Rule #1- Make sure your black hoodie has the company logo on the sleeve so it doesn't get hidden by all the bands on your lanyard.


----------



## Greenhead_Slayer (Oct 16, 2007)

*Re: I have the decoys you have a place to put them lets hook*



duckkiller29 said:


> How does one become a pro staffer?


Some companies accept applications. About 6 years or so ago Avery started doing a "youth field staff". They put up a thread on their messsage boards to apply so I applied and was selected. It definitely isn't all its amped to be, at least in my experience. More criticism than positive came from it. All I dealt with were a bunch of power hungry egotistical guys. Lists of brands/equipment that you can/can't use in pictures, constant criticism for poor quality posts on their message boards, mass impersonal emails showing displeasure, etc. I had a quota of how many posts I had to post on their forum, yadda yadda yadda.The only product they sent me was a fleece pullover 2 sizes too small, and it wasn't even black! :shock: It really changed my outlook on Avery. They make some dang good looking and reliable products but the staff that I had any interaction with were jerks.
Having said that, I know some guys on here that work closely with Avery and are good guys. Due to them, I'll still buy a thing here or there from Avery. If it wasn't for them I would go out of my way to not buy their products.
That was just my experience. When I turned 18 (that is the age limit for the youth staff) they sent me an email saying I had been "terminated" from their pro-staff and that was it.

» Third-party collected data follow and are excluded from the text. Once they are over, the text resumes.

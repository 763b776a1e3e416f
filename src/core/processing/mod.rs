//! Band processing: percentile stretch, RGB stacking, and save helpers.

pub mod compose;
pub mod save;
pub mod stretch;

Pretty lame experience if you ask me!


----------



## Josh Noble (Jul 29, 2008)

*Re: I have the decoys you have a place to put them lets hook*

What does Pro-staff mean anyway...?


----------



## Mallardpin (Sep 8, 2007)

*Re: I have the decoys you have a place to put them lets hook*

You know it means they are all pros and better then us non pro guys. :shock:


----------



## king eider (Aug 20, 2009)

*Re: I have the decoys you have a place to put them lets hook*

it seems that to many folks get it confused with the word Professional. far from that! come on guys lets stay on topic and stop bashing the Promotional guys. the promotional-staff guys are small walking billboards for the companies they represent.

how many more days till the opener??? It just cant get here soon enough!!! and who the hell ordered this hot weather!!!!


----------



## fixed blade XC-3 (Sep 11, 2007)

*Re: I have the decoys you have a place to put them lets hook*

Yeah, lets all get along, get in a big circle and smack each other on the asses! Who's with me???


----------